Su Science dei giorni scorsi un team della University of Illinois a Urbana-Champaign mostra infatti di essere riuscito a creare dei materiali polimerici che possono guarire, in modo del tutto autonomo, lesioni a loro carico grandi anche 3 centimetri in diametro. L’idea alla base della capacità rigenerative è quella di un sistema vascolare, ovvero un insieme di canali contenenti dei liquidi, che attraversa il materiale, al pari del nostro sistema sanguigno.
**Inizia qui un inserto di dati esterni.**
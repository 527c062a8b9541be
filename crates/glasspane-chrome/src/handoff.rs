//! Splash-to-main handoff phases and timing.

use std::time::{Duration, Instant};

/// Progress of the one-shot splash-to-main handoff.
#[derive(Debug, Clone, Copy, PartialEq, Eq)]
pub enum HandoffState {
    /// Waiting for the page to report it is ready.
    Waiting,
    /// Ready was reported early; the handoff starts at the given instant.
    Scheduled { at: Instant },
    /// The splash is fading out.
    FadingSplash,
    /// The splash is gone and the main window is fading in.
    RevealingMain,
    Complete,
}

impl HandoffState {
    /// Whether a ready signal can still start the handoff.
    pub fn accepts_ready(&self) -> bool {
        matches!(self, HandoffState::Waiting)
    }
}

/// How long to hold the splash after the page reports ready at `ready_at`
/// so that it stays up for at least `min_duration` since `splash_created`.
pub fn handoff_delay(splash_created: Instant, ready_at: Instant, min_duration: Duration) -> Duration {
    let shown_for = ready_at.saturating_duration_since(splash_created);
    min_duration.saturating_sub(shown_for)
}

#[cfg(test)]
mod tests {
    use super::*;

    const MIN: Duration = Duration::from_millis(800);

    fn ms(n: u64) -> Duration {
        Duration::from_millis(n)
    }

    #[test]
    fn early_ready_waits_out_the_remainder() {
        let t0 = Instant::now();
        assert_eq!(handoff_delay(t0, t0 + ms(300), MIN), ms(500));
        assert_eq!(handoff_delay(t0, t0, MIN), MIN);
    }

    #[test]
    fn late_ready_starts_immediately() {
        let t0 = Instant::now();
        assert_eq!(handoff_delay(t0, t0 + ms(800), MIN), Duration::ZERO);
        assert_eq!(handoff_delay(t0, t0 + ms(1000), MIN), Duration::ZERO);
    }

    #[test]
    fn only_waiting_accepts_ready() {
        assert!(HandoffState::Waiting.accepts_ready());
        assert!(!HandoffState::Scheduled { at: Instant::now() }.accepts_ready());
        assert!(!HandoffState::FadingSplash.accepts_ready());
        assert!(!HandoffState::RevealingMain.accepts_ready());
        assert!(!HandoffState::Complete.accepts_ready());
    }
}
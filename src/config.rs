// src/config.rs
//! Runtime configuration, read once from the environment at startup.

use std::fmt;
use std::time::Duration;

use crate::error::ConfigError;

pub const ENV_REVIEW_TOKEN: &str = "PRAKTIKUM_TOKEN";
pub const ENV_BOT_TOKEN: &str = "TELEGRAM_TOKEN";
pub const ENV_CHAT_ID: &str = "TELEGRAM_CHAT_ID";
pub const ENV_REVIEW_URL: &str = "PRAKTIKUM_URL";
pub const ENV_BOT_API_URL: &str = "TELEGRAM_API_URL";
pub const ENV_POLL_INTERVAL: &str = "POLL_INTERVAL_SECS";
pub const ENV_RETRY_INTERVAL: &str = "RETRY_INTERVAL_SECS";
pub const ENV_REQUEST_TIMEOUT: &str = "REQUEST_TIMEOUT_SECS";
pub const ENV_LOG_FILE: &str = "LOG_FILE";

pub const DEFAULT_REVIEW_URL: &str = "https://praktikum.yandex.ru/api/user_api/homework_statuses/";
pub const DEFAULT_BOT_API_URL: &str = "https://api.telegram.org";
pub const DEFAULT_POLL_INTERVAL_SECS: u64 = 300;
pub const DEFAULT_RETRY_INTERVAL_SECS: u64 = 5;
pub const DEFAULT_REQUEST_TIMEOUT_SECS: u64 = 10;

/// Immutable settings shared by the review client, the notifier and the poller.
#[derive(Clone)]
pub struct Config {
    pub review_token: String,
    pub bot_token: String,
    pub chat_id: String,
    pub review_url: String,
    pub bot_api_url: String,
    pub poll_interval: Duration,
    pub retry_interval: Duration,
    pub request_timeout: Duration,
}

impl Config {
    pub fn from_env() -> Result<Self, ConfigError> {
        Self::from_lookup(|key| std::env::var(key).ok())
    }

    /// Build from any key lookup. Blank values are treated as absent.
    pub fn from_lookup<F>(lookup: F) -> Result<Self, ConfigError>
    where
        F: Fn(&str) -> Option<String>,
    {
        let get = |key: &str| {
            lookup(key)
                .map(|v| v.trim().to_string())
                .filter(|v| !v.is_empty())
        };
        let required = |key: &'static str| get(key).ok_or(ConfigError::Missing(key));
        let secs = |key: &'static str, default: u64| -> Result<Duration, ConfigError> {
            let n = match get(key) {
                None => default,
                Some(raw) => raw.parse::<u64>().map_err(|e| ConfigError::Invalid {
                    var: key,
                    reason: format!("{raw:?} is not a whole number of seconds ({e})"),
                })?,
            };
            if n == 0 {
                return Err(ConfigError::Invalid {
                    var: key,
                    reason: "must be greater than zero".into(),
                });
            }
            Ok(Duration::from_secs(n))
        };

        let cfg = Self {
            review_token: required(ENV_REVIEW_TOKEN)?,
            bot_token: required(ENV_BOT_TOKEN)?,
            chat_id: required(ENV_CHAT_ID)?,
            review_url: get(ENV_REVIEW_URL).unwrap_or_else(|| DEFAULT_REVIEW_URL.to_string()),
            bot_api_url: get(ENV_BOT_API_URL)
                .unwrap_or_else(|| DEFAULT_BOT_API_URL.to_string())
                .trim_end_matches('/')
                .to_string(),
            poll_interval: secs(ENV_POLL_INTERVAL, DEFAULT_POLL_INTERVAL_SECS)?,
            retry_interval: secs(ENV_RETRY_INTERVAL, DEFAULT_RETRY_INTERVAL_SECS)?,
            request_timeout: secs(ENV_REQUEST_TIMEOUT, DEFAULT_REQUEST_TIMEOUT_SECS)?,
        };

        if cfg.retry_interval >= cfg.poll_interval {
            return Err(ConfigError::Invalid {
                var: ENV_RETRY_INTERVAL,
                reason: format!(
                    "retry interval ({}s) must be shorter than poll interval ({}s)",
                    cfg.retry_interval.as_secs(),
                    cfg.poll_interval.as_secs()
                ),
            });
        }

        Ok(cfg)
    }
}

// Credentials stay out of logs; only their lengths are shown.
impl fmt::Debug for Config {
    fn fmt(&self, f: &mut fmt::Formatter<'_>) -> fmt::Result {
        f.debug_struct("Config")
            .field("review_token_len", &self.review_token.len())
            .field("bot_token_len", &self.bot_token.len())
            .field("chat_id", &self.chat_id)
            .field("review_url", &self.review_url)
            .field("bot_api_url", &self.bot_api_url)
            .field("poll_interval", &self.poll_interval)
            .field("retry_interval", &self.retry_interval)
            .field("request_timeout", &self.request_timeout)
            .finish()
    }
}
// src/poller.rs
//! Poll loop: fetch → translate → notify → advance cursor → sleep, forever.

use std::time::Duration;

use metrics::{counter, describe_counter, describe_gauge, gauge};
use once_cell::sync::OnceCell;

use crate::config::{DEFAULT_POLL_INTERVAL_SECS, DEFAULT_RETRY_INTERVAL_SECS};
use crate::error::PollError;
use crate::notify::Notifier;
use crate::review::StatusSource;
use crate::verdict;

/// One-time metrics registration.
fn ensure_metrics_described() {
    static ONCE: OnceCell<()> = OnceCell::new();
    ONCE.get_or_init(|| {
        describe_counter!("poll_cycles_total", "Poll cycles attempted.");
        describe_counter!(
            "poll_failures_total",
            "Poll cycles that ended in a classified error, by kind."
        );
        describe_counter!(
            "poll_notifications_total",
            "Status messages delivered to the chat."
        );
        describe_gauge!("poll_cursor", "Current from_date cursor (unix seconds).");
    });
}

#[derive(Clone, Copy, Debug, PartialEq, Eq)]
pub struct Intervals {
    /// Sleep after a successful cycle.
    pub steady: Duration,
    /// Sleep after a failed cycle; shorter than `steady`.
    pub backoff: Duration,
}

impl Default for Intervals {
    fn default() -> Self {
        Self {
            steady: Duration::from_secs(DEFAULT_POLL_INTERVAL_SECS),
            backoff: Duration::from_secs(DEFAULT_RETRY_INTERVAL_SECS),
        }
    }
}

/// Result of a cycle that completed without error.
#[derive(Clone, Copy, Debug, PartialEq, Eq)]
pub struct CycleOutcome {
    pub notified: bool,
    pub cursor: u64,
}

pub struct Poller {
    source: Box<dyn StatusSource>,
    notifier: Box<dyn Notifier>,
    intervals: Intervals,
    cursor: u64,
}

impl Poller {
    pub fn new(
        source: Box<dyn StatusSource>,
        notifier: Box<dyn Notifier>,
        intervals: Intervals,
        initial_cursor: u64,
    ) -> Self {
        ensure_metrics_described();
        gauge!("poll_cursor").set(initial_cursor as f64);
        Self {
            source,
            notifier,
            intervals,
            cursor: initial_cursor,
        }
    }

    pub fn cursor(&self) -> u64 {
        self.cursor
    }

    pub fn intervals(&self) -> Intervals {
        self.intervals
    }

    /// Run one cycle. The cursor only moves when every phase succeeded.
    pub async fn run_cycle(&mut self) -> Result<CycleOutcome, PollError> {
        let rsp = self.source.fetch(self.cursor).await?;
        tracing::info!(
            homeworks = rsp.homeworks.len(),
            current_date = ?rsp.current_date,
            "review API responded"
        );

        // Newest first; older entries in the same window are not announced.
        let notified = match rsp.homeworks.first() {
            Some(record) => {
                let message = verdict::translate(record)?;
                self.notifier.send(&message).await?;
                counter!("poll_notifications_total").increment(1);
                tracing::info!(homework = %record.homework_name, "message sent");
                true
            }
            None => false,
        };

        if let Some(next) = rsp.current_date {
            let advanced = next.max(self.cursor);
            if advanced != self.cursor {
                tracing::info!(from = self.cursor, to = advanced, "cursor advanced");
            }
            self.cursor = advanced;
            gauge!("poll_cursor").set(self.cursor as f64);
        }

        Ok(CycleOutcome {
            notified,
            cursor: self.cursor,
        })
    }

    /// Run one cycle and pick how long to sleep before the next.
    pub async fn step(&mut self) -> Duration {
        counter!("poll_cycles_total").increment(1);
        match self.run_cycle().await {
            Ok(_) => self.intervals.steady,
            Err(e) => {
                counter!("poll_failures_total", "kind" => e.kind()).increment(1);
                tracing::error!(kind = e.kind(), cursor = self.cursor, error = %e, "poll cycle failed");
                self.intervals.backoff
            }
        }
    }

    /// Poll until the process is killed.
    pub async fn run(mut self) {
        tracing::info!(
            cursor = self.cursor,
            steady_secs = self.intervals.steady.as_secs(),
            backoff_secs = self.intervals.backoff.as_secs(),
            "poller started"
        );
        loop {
            let pause = self.step().await;
            tracing::debug!(?pause, "sleeping until next cycle");
            tokio::time::sleep(pause).await;
        }
    }
}
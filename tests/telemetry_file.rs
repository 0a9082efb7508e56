// tests/telemetry_file.rs
//
// Own test binary: telemetry::init installs the process-wide subscriber.

use homework_status_bot::telemetry;

#[test]
fn log_file_receives_events_without_ansi() {
    let dir = tempfile::tempdir().unwrap();
    let path = dir.path().join("bot.log");
    std::fs::write(&path, "stale line from previous run\n").unwrap();

    telemetry::init(Some(path.as_path())).expect("init tracing");
    tracing::error!(target: "homework_status_bot::poller", kind = "transport", "poll cycle failed");

    let text = std::fs::read_to_string(&path).unwrap();
    assert!(!text.contains("stale line"), "file must be truncated");
    assert!(text.contains("poll cycle failed"), "{text}");
    assert!(text.contains("transport"), "{text}");
    assert!(!text.contains('\u{1b}'), "no ANSI escapes in file output");
}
“Mentre i biologi puntano a rigenerare i tessuti sfruttando la vascolarizzazione e alle cellule staminali gli ingegneri dei materiali non hanno a disposizione queste possibilità”, scrivono gli autori della ricerca coordinati da Scott White, del dipartimento di Ingegneria Aerospaziale dell’università dell’Illinois. In questa stessa università sono stati ottenuti nel 2011 i primi materiali capaci di auto-ripararsi. Ma allora erano fatti di piccole unità, microcapsule dal diametro di 10 millesimi di millimetro. Adesso, quando il materiale viene lacerato, i liquidi fuoriescono dai capillari e, mescolandosi, formano un gel che solidificandosi ripara il materiale. Con il primo esperimento i ricercatori hanno danneggiato il materiale, provocando un foro dal diametro di tre centimetri e mezzo. Di conseguenza la rete dei capillari è stata lacerata, i liquidi sono fuoriusciti trasformandosi in un gel che in 20 minuti ha richiuso completamente il foro. Il materiale è tornato all’apparenza come nuovo, anche se ha recuperato fino al 62% della robustezza originale. Il risultato supera di 100 volte quanto sanno fare i materiali che si auto-riparano oggi esistenti.
Gli scienziati sperano che questo apra le porte allo sviluppo di materiali polimerici in grado di ripararsi in seguito a lesioni come quelle causate dalle pallottole.